DIRECTIONS FOR THIS TASK
What is needed here is an exact copy of every entry.

INFORMATION
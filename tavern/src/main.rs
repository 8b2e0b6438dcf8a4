//! Terminal text adventure with NPCs voiced by a local `llama-cli` worker.
//!
//! ```bash
//! cargo run -p tavern -- --model ~/models/tinyllama.gguf
//! ```
//!
//! Worker settings come from `TAVERN_*` environment variables (a `.env`
//! file is honored) and can be overridden with flags; see `--help`.

mod repl;

use llama::WorkerConfig;
use std::path::PathBuf;
use tavern_core::{DialogueEngine, GameSession, GameWorld};
use tracing_subscriber::{layer::SubscriberExt, util::SubscriberInitExt};

const DEFAULT_LOG_FILTER: &str = "tavern=info,tavern_core=warn,llama=warn";

/// Options taken from the command line.
#[derive(Debug, Default, PartialEq)]
struct Options {
    help: bool,
    program: Option<PathBuf>,
    model: Option<PathBuf>,
    load: Option<PathBuf>,
    save_dir: Option<PathBuf>,
}

impl Options {
    fn apply(&self, mut config: WorkerConfig) -> WorkerConfig {
        if let Some(program) = &self.program {
            config = config.with_program(program);
        }
        if let Some(model) = &self.model {
            config = config.with_model(model);
        }
        config
    }
}

#[tokio::main]
async fn main() -> anyhow::Result<()> {
    // Load .env file if present
    dotenvy::dotenv().ok();

    tracing_subscriber::registry()
        .with(
            tracing_subscriber::EnvFilter::try_from_default_env()
                .unwrap_or_else(|_| DEFAULT_LOG_FILTER.into()),
        )
        .with(tracing_subscriber::fmt::layer().with_writer(std::io::stderr))
        .init();

    let args: Vec<String> = std::env::args().collect();
    let options = parse_options(&args)?;
    if options.help {
        print_help();
        return Ok(());
    }

    let config = options.apply(WorkerConfig::from_env()?);
    tracing::info!(
        program = %config.program.display(),
        model = %config.model.display(),
        "dialogue worker configured"
    );
    let engine = DialogueEngine::from_config(config);

    let session = match &options.load {
        Some(path) => GameSession::load(path, engine).await?,
        None => GameSession::new(GameWorld::village(), engine),
    };
    let session = match options.save_dir {
        Some(dir) => session.with_save_dir(dir),
        None => session,
    };

    repl::run(session).await?;
    Ok(())
}

fn parse_options(args: &[String]) -> anyhow::Result<Options> {
    let mut options = Options::default();
    let mut iter = args.iter().skip(1);

    while let Some(arg) = iter.next() {
        let mut value = |flag: &str| {
            iter.next()
                .map(PathBuf::from)
                .ok_or_else(|| anyhow::anyhow!("{flag} needs a value"))
        };
        match arg.as_str() {
            "-h" | "--help" => options.help = true,
            "--llama-cli" => options.program = Some(value("--llama-cli")?),
            "--model" => options.model = Some(value("--model")?),
            "--load" => options.load = Some(value("--load")?),
            "--save-dir" => options.save_dir = Some(value("--save-dir")?),
            other => anyhow::bail!("unknown argument: {other} (try --help)"),
        }
    }

    Ok(options)
}

fn print_help() {
    println!("Tavern - a text adventure with llama-voiced NPCs");
    println!();
    println!("USAGE:");
    println!("  tavern [OPTIONS]");
    println!();
    println!("OPTIONS:");
    println!("  -h, --help            Show this help message");
    println!("  --llama-cli <PATH>    Worker executable (default: llama-cli)");
    println!("  --model <PATH>        Model file (default: models/model.gguf)");
    println!("  --load <PATH>         Start from a save file");
    println!("  --save-dir <DIR>      Directory for save files (default: .)");
    println!();
    println!("ENVIRONMENT:");
    println!("  TAVERN_LLAMA_CLI, TAVERN_MODEL, TAVERN_PROMPT_CACHE,");
    println!("  TAVERN_TEMPERATURE, TAVERN_CTX_SIZE, TAVERN_THREADS,");
    println!("  TAVERN_MAX_TOKENS, TAVERN_TURN_TIMEOUT_SECS (0 disables)");
    println!("  RUST_LOG              Log filter (default: {DEFAULT_LOG_FILTER})");
}
//! # Utilities Module
//!
//! Random helpers, line math and pathfinding shared by the game and generation code.

pub mod math;
pub mod pathfinding;
pub mod random;

pub use math::*;
pub use self::pathfinding::*;
pub use random::*;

TASK ANSWER
filename tavern/src/main.rs
repository 8b2e0b6438dcf8a4
//! Terminal text adventure with NPCs voiced by a local `llama-cli` worker.
//!
//! ```bash
//! cargo run -p tavern -- --model ~/models/tinyllama.gguf
//! ```
//!
//! Worker settings come from `TAVERN_*` environment variables (a `.env`
//! file is honored) and can be overridden with flags; see `--help`.

mod repl;

use llama::WorkerConfig;
use std::path::PathBuf;
use tavern_core::{DialogueEngine, GameSession, GameWorld};
use tracing_subscriber::{layer::SubscriberExt, util::SubscriberInitExt};

const DEFAULT_LOG_FILTER: &str = "tavern=info,tavern_core=warn,llama=warn";

/// Options taken from the command line.
#[derive(Debug, Default, PartialEq)]
struct Options {
    help: bool,
    program: Option<PathBuf>,
    model: Option<PathBuf>,
    load: Option<PathBuf>,
    save_dir: Option<PathBuf>,
}

impl Options {
    fn apply(&self, mut config: WorkerConfig) -> WorkerConfig {
        if let Some(program) = &self.program {
            config = config.with_program(program);
        }
        if let Some(model) = &self.model {
            config = config.with_model(model);
        }
        config
    }
}

#[tokio::main]
async fn main() -> anyhow::Result<()> {
    // Load .env file if present
    dotenvy::dotenv().ok();

    tracing_subscriber::registry()
        .with(
            tracing_subscriber::EnvFilter::try_from_default_env()
                .unwrap_or_else(|_| DEFAULT_LOG_FILTER.into()),
        )
        .with(tracing_subscriber::fmt::layer().with_writer(std::io::stderr))
        .init();

    let args: Vec<String> = std::env::args().collect();
    let options = parse_options(&args)?;
    if options.help {
        print_help();
        return Ok(());
    }

    let config = options.apply(WorkerConfig::from_env()?);
    tracing::info!(
        program = %config.program.display(),
        model = %config.model.display(),
        "dialogue worker configured"
    );
    let engine = DialogueEngine::from_config(config);

    let session = match &options.load {
        Some(path) => GameSession::load(path, engine).await?,
        None => GameSession::new(GameWorld::village(), engine),
    };
    let session = match options.save_dir {
        Some(dir) => session.with_save_dir(dir),
        None => session,
    };

    repl::run(session).await?;
    Ok(())
}

fn parse_options(args: &[String]) -> anyhow::Result<Options> {
    let mut options = Options::default();
    let mut iter = args.iter().skip(1);

    while let Some(arg) = iter.next() {
        let mut value = |flag: &str| {
            iter.next()
                .map(PathBuf::from)
                .ok_or_else(|| anyhow::anyhow!("{flag} needs a value"))
        };
        match arg.as_str() {
            "-h" | "--help" => options.help = true,
            "--llama-cli" => options.program = Some(value("--llama-cli")?),
            "--model" => options.model = Some(value("--model")?),
            "--load" => options.load = Some(value("--load")?),
            "--save-dir" => options.save_dir = Some(value("--save-dir")?),
            other => anyhow::bail!("unknown argument: {other} (try --help)"),
        }
    }

    Ok(options)
}

fn print_help() {
    println!("Tavern - a text adventure with llama-voiced NPCs");
    println!();
    println!("USAGE:");
    println!("  tavern [OPTIONS]");
    println!();
    println!("OPTIONS:");
    println!("  -h, --help            Show this help message");
    println!("  --llama-cli <PATH>    Worker executable (default: llama-cli)");
    println!("  --model <PATH>        Model file (default: models/model.gguf)");
    println!("  --load <PATH>         Start from a save file");
    println!("  --save-dir <DIR>      Directory for save files (default: .)");
    println!();
    println!("ENVIRONMENT:");
    println!("  TAVERN_LLAMA_CLI, TAVERN_MODEL, TAVERN_PROMPT_CACHE,");
    println!("  TAVERN_TEMPERATURE, TAVERN_CTX_SIZE, TAVERN_THREADS,");
    println!("  TAVERN_MAX_TOKENS, TAVERN_TURN_TIMEOUT_SECS (0 disables)");
    println!("  RUST_LOG              Log filter (default: {DEFAULT_LOG_FILTER})");
}
//! # Utilities Module
//!
//! Random helpers, line math and pathfinding shared by the game and generation code.

pub mod math;
pub mod pathfinding;
pub mod random;

pub use math::*;
pub use self::pathfinding::*;
pub use random::*;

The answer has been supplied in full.